For a client web project I needed to create a zip file containing a number of generated XML files. This isn’t something I need to do very often, so I briefly considered just writing the XML files to disk and running a zip command. Ugly, but surely trying to dig up a pleasant Python zip library would be more work?

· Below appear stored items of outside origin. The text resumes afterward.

//! Tasks API: background job dispatch

use crate::client::BaseClient;
use dm_api_core::auth::Auth;
use dm_api_core::config::{ClientConfig, ConfigSource};
use dm_api_core::envelope::Envelope;
use dm_api_core::error::ApiResult;
use serde_json::Value;

/// Configuration key for the Tasks API URL
pub const TASKS_API_URL: &str = "DM_TASKS_API_URL";

/// Configuration key for the Tasks API token
pub const TASKS_API_AUTH_TOKEN: &str = "DM_TASKS_API_AUTH_TOKEN";

/// Tasks API client
#[derive(Debug, Clone)]
pub struct TasksApiClient {
    client: BaseClient,
}

impl TasksApiClient {
    /// Create a client; the token is sent as a bearer token
    pub fn new(config: ClientConfig) -> ApiResult<Self> {
        Ok(Self {
            client: BaseClient::new(config, Auth::Bearer)?,
        })
    }

    /// Bind URL and token from `DM_TASKS_API_URL` / `DM_TASKS_API_AUTH_TOKEN`
    pub fn init_app(&mut self, source: &impl ConfigSource) -> ApiResult<()> {
        let url = source.require(TASKS_API_URL)?;
        let token = source.require(TASKS_API_AUTH_TOKEN)?;
        self.client.init(url, token);
        Ok(())
    }

    /// Underlying engine
    #[must_use]
    pub fn client(&self) -> &BaseClient {
        &self.client
    }

    /// GET /_status
    pub fn get_status(&self) -> ApiResult<Value> {
        self.client.get_status()
    }

    /// GET /_worker-status
    pub fn get_worker_status(&self) -> ApiResult<Value> {
        self.client.get("/_worker-status")
    }

    /// Ask the worker to email suppliers about a framework application event
    ///
    /// POST /frameworks/{slug}/notifications/framework-application-event
    ///
    /// Template name and id are sent as `null` when not given.
    pub fn notify_suppliers_of_framework_application_event(
        &self,
        framework_slug: &str,
        notification_template_name: Option<&str>,
        notification_template_id: Option<&str>,
        user: Option<&str>,
    ) -> ApiResult<Value> {
        let user = self.client.resolve_user(user)?;
        let body = Envelope::new()
            .updated_by(user)
            .with("notificationTemplateName", notification_template_name)
            .with("notificationTemplateId", notification_template_id);

        self.client.post(
            &format!("/frameworks/{framework_slug}/notifications/framework-application-event"),
            body,
        )
    }
}

#[cfg(test)]
mod tests {
    use super::*;
    use dm_api_core::error::ApiError;
    use mockito::{Matcher, Server};
    use serde_json::json;
    use std::collections::HashMap;

    fn tasks(server: &Server) -> TasksApiClient {
        TasksApiClient::new(ClientConfig::new(server.url(), "auth-token")).unwrap()
    }

    #[test]
    fn test_init_app() {
        let mut client = TasksApiClient::new(ClientConfig::default()).unwrap();
        let source = HashMap::from([
            (TASKS_API_URL.to_string(), "http://tasks".to_string()),
            (TASKS_API_AUTH_TOKEN.to_string(), "token".to_string()),
        ]);
        client.init_app(&source).unwrap();
        assert_eq!(client.client().base_url(), Some("http://tasks"));
        assert_eq!(client.client().credential(), Some("token"));

        let mut client = TasksApiClient::new(ClientConfig::default()).unwrap();
        assert!(client.init_app(&HashMap::<String, String>::new()).is_err());
    }

    #[test]
    fn test_worker_status() {
        let mut server = Server::new();
        let mock = server
            .mock("GET", "/_worker-status")
            .match_header("authorization", "Bearer auth-token")
            .with_status(200)
            .with_body(r#"{"status": "ok"}"#)
            .create();

        assert_eq!(tasks(&server).get_worker_status().unwrap(), json!({"status": "ok"}));
        mock.assert();
    }

    #[test]
    fn test_notify_suppliers() {
        let mut server = Server::new();
        let mock = server
            .mock("POST", "/frameworks/g-cloud-12/notifications/framework-application-event")
            .match_body(Matcher::Json(json!({
                "updated_by": "user@example.com",
                "notificationTemplateName": "application-made",
                "notificationTemplateId": "123-abc",
            })))
            .with_status(200)
            .with_body(r#"{"request_id": "999"}"#)
            .create();

        let result = tasks(&server)
            .notify_suppliers_of_framework_application_event(
                "g-cloud-12",
                Some("application-made"),
                Some("123-abc"),
                Some("user@example.com"),
            )
            .unwrap();
        assert_eq!(result, json!({"request_id": "999"}));
        mock.assert();
    }

    #[test]
    fn test_notify_suppliers_sends_nulls() {
        let mut server = Server::new();
        let mock = server
            .mock("POST", "/frameworks/g-cloud-12/notifications/framework-application-event")
            .match_body(Matcher::Json(json!({
                "updated_by": "user",
                "notificationTemplateName": null,
                "notificationTemplateId": null,
            })))
            .with_status(200)
            .with_body("{}")
            .create();

        tasks(&server)
            .notify_suppliers_of_framework_application_event("g-cloud-12", None, None, Some("user"))
            .unwrap();
        mock.assert();
    }

    #[test]
    fn test_notify_suppliers_requires_user() {
        let mut server = Server::new();
        let mock = server.mock("POST", Matcher::Any).expect(0).create();

        let err = tasks(&server)
            .notify_suppliers_of_framework_application_event("g-cloud-12", None, None, None)
            .unwrap_err();
        assert!(matches!(err, ApiError::MissingUpdatedBy));
        mock.assert();
    }
}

Turns out Python has had a wonderful zip library in its standard library since 1.6! The zipfile module makes creating zip files a breeze:

import os
from zipfile import ZipFile, ZIP_DEFLATED
 
from django.template.defaultfilters import slugify
 
from somewhere_else import render_spam_xml, render_egg_xml
 
ZIP_PATH = "/some/system/path/for/zips"
 
def create_zip(spam):
    spam_slug = slugify(spam.name)
    filename = "%s.zip" % spam_slug
    abspath = os.path.join(ZIP_PATH, filename)
 
    # Create zip
    z = ZipFile(abspath, "w", ZIP_DEFLATED)
 
    # Write spam xml directly to zip
    z.writestr("%s.xml" % spam_slug, render_spam_xml(spam))
 
    # Write xml files to zip
    for egg in spam.egg_set.all():
        egg_slug = slugify(egg.name)
 
        # Renders the egg object to an xml string
        xml = render_egg_xml(egg)
 
        # Note how easy it is to specify paths in the zip file:
        z.writestr("eggs/%s.xml" % egg_slug, xml)
 
    # Zip file must be closed to be valid
    z.close()
    return abspath

(Sorry for the Django bits in there, but they should be easy to replace.)

My favorite part is that you can use either the ZipFile.write method to add files to the zip or the ZipFile.writestr method to write bytes (strings in my case) directly to the zip file.

At any rate, just wanted to blog about it, so when I need to do it again in a few years I don’t do something stupid like running the zip command.